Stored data

---------------

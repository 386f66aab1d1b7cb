//! Serializable report shapes returned by the analytics endpoints.

use serde::Serialize;

/// One bar of the monthly volume chart, labeled with the abbreviated
/// English month name the frontend keys drilldowns on.
#[derive(Debug, Clone, PartialEq, Eq, Serialize)]
pub struct MonthVolume {
    pub name: String,
    pub candidates: u64,
}

/// Headline dashboard numbers plus the monthly chart.
#[derive(Debug, Clone, Serialize)]
pub struct DashboardStats {
    pub total_candidates: u64,
    pub hired_this_month: u64,
    pub avg_days: i64,
    pub sla_alerts: u64,
    pub chart_data: Vec<MonthVolume>,
}

#[derive(Debug, Clone, Serialize)]
pub struct CandidateRow {
    pub candidate_name: String,
    pub email: String,
    pub job_title: String,
    pub department: String,
    pub status: String,
    pub recruiter: String,
    pub source: String,
    pub days_in_process: i64,
}

/// One page of the searchable candidate table.
#[derive(Debug, Clone, Serialize)]
pub struct CandidatePage {
    pub data: Vec<CandidateRow>,
    pub page: usize,
    pub total: u64,
}

#[derive(Debug, Clone, Copy, PartialEq, Eq, Serialize)]
#[serde(rename_all = "lowercase")]
pub enum HealthTier {
    Good,
    Warning,
    Danger,
}

/// Per-job rollup of the active pipeline, worst bottlenecks first.
#[derive(Debug, Clone, Serialize)]
pub struct JobRollup {
    pub job_title: String,
    pub department: String,
    pub recruiter: String,
    pub active_candidates: u64,
    pub avg_days: i64,
    pub max_days: i64,
    pub sla_breaches: u64,
    pub health: HealthTier,
}

#[derive(Debug, Clone, Serialize)]
pub struct Bottleneck {
    pub job: String,
    pub breaches: u64,
    pub recruiter: String,
}

/// Morning-brief summary with a canned Hebrew insight line.
#[derive(Debug, Clone, Serialize)]
pub struct ExecutiveBrief {
    pub date: String,
    pub total_active: u64,
    pub hired_this_month: u64,
    pub sla_breaches: u64,
    pub top_bottlenecks: Vec<Bottleneck>,
    pub insight: String,
}

#[derive(Debug, Clone, Serialize)]
pub struct FunnelStageEntry {
    pub stage: &'static str,
    pub count: u64,
    pub percentage: u8,
}

#[derive(Debug, Clone, Serialize)]
pub struct GhostingRisk {
    pub candidate: String,
    pub job: String,
    pub days: i64,
    pub risk_score: u8,
    pub recruiter: String,
}

#[derive(Debug, Clone, Serialize)]
pub struct Baseline {
    pub avg_days: i64,
    pub current_hires: u64,
}

/// Funnel, ghosting radar, and pipeline baseline in one payload.
#[derive(Debug, Clone, Serialize)]
pub struct IntelligenceReport {
    pub funnel: Vec<FunnelStageEntry>,
    pub ghosting_risks: Vec<GhostingRisk>,
    pub baseline: Baseline,
}

/// One candidate row of a month drilldown, longest-waiting first.
#[derive(Debug, Clone, Serialize)]
pub struct DrilldownRow {
    pub candidate_name: String,
    pub job_title: String,
    pub status: String,
    pub recruiter: String,
    pub days_in_process: i64,
}

/// Distinct filter values for the dashboard slicers.
#[derive(Debug, Clone, Serialize)]
pub struct MetaView {
    pub departments: Vec<String>,
    pub recruiters: Vec<String>,
}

---------------

#### PROBLEM TO SOLVE
Above are some records; extract every one of them exactly.

#### FINAL ANSWER
repository 386f66aab1d1b7cb
//! Serializable report shapes returned by the analytics endpoints.

use serde::Serialize;

/// One bar of the monthly volume chart, labeled with the abbreviated
/// English month name the frontend keys drilldowns on.
#[derive(Debug, Clone, PartialEq, Eq, Serialize)]
pub struct MonthVolume {
    pub name: String,
    pub candidates: u64,
}

/// Headline dashboard numbers plus the monthly chart.
#[derive(Debug, Clone, Serialize)]
pub struct DashboardStats {
    pub total_candidates: u64,
    pub hired_this_month: u64,
    pub avg_days: i64,
    pub sla_alerts: u64,
    pub chart_data: Vec<MonthVolume>,
}

#[derive(Debug, Clone, Serialize)]
pub struct CandidateRow {
    pub candidate_name: String,
    pub email: String,
    pub job_title: String,
    pub department: String,
    pub status: String,
    pub recruiter: String,
    pub source: String,
    pub days_in_process: i64,
}

/// One page of the searchable candidate table.
#[derive(Debug, Clone, Serialize)]
pub struct CandidatePage {
    pub data: Vec<CandidateRow>,
    pub page: usize,
    pub total: u64,
}

#[derive(Debug, Clone, Copy, PartialEq, Eq, Serialize)]
#[serde(rename_all = "lowercase")]
pub enum HealthTier {
    Good,
    Warning,
    Danger,
}

/// Per-job rollup of the active pipeline, worst bottlenecks first.
#[derive(Debug, Clone, Serialize)]
pub struct JobRollup {
    pub job_title: String,
    pub department: String,
    pub recruiter: String,
    pub active_candidates: u64,
    pub avg_days: i64,
    pub max_days: i64,
    pub sla_breaches: u64,
    pub health: HealthTier,
}

#[derive(Debug, Clone, Serialize)]
pub struct Bottleneck {
    pub job: String,
    pub breaches: u64,
    pub recruiter: String,
}

/// Morning-brief summary with a canned Hebrew insight line.
#[derive(Debug, Clone, Serialize)]
pub struct ExecutiveBrief {
    pub date: String,
    pub total_active: u64,
    pub hired_this_month: u64,
    pub sla_breaches: u64,
    pub top_bottlenecks: Vec<Bottleneck>,
    pub insight: String,
}

#[derive(Debug, Clone, Serialize)]
pub struct FunnelStageEntry {
    pub stage: &'static str,
    pub count: u64,
    pub percentage: u8,
}

#[derive(Debug, Clone, Serialize)]
pub struct GhostingRisk {
    pub candidate: String,
    pub job: String,
    pub days: i64,
    pub risk_score: u8,
    pub recruiter: String,
}

#[derive(Debug, Clone, Serialize)]
pub struct Baseline {
    pub avg_days: i64,
    pub current_hires: u64,
}

/// Funnel, ghosting radar, and pipeline baseline in one payload.
#[derive(Debug, Clone, Serialize)]
pub struct IntelligenceReport {
    pub funnel: Vec<FunnelStageEntry>,
    pub ghosting_risks: Vec<GhostingRisk>,
    pub baseline: Baseline,
}

/// One candidate row of a month drilldown, longest-waiting first.
#[derive(Debug, Clone, Serialize)]
pub struct DrilldownRow {
    pub candidate_name: String,
    pub job_title: String,
    pub status: String,
    pub recruiter: String,
    pub days_in_process: i64,
}

/// Distinct filter values for the dashboard slicers.
#[derive(Debug, Clone, Serialize)]
pub struct MetaView {
    pub departments: Vec<String>,
    pub recruiters: Vec<String>,
}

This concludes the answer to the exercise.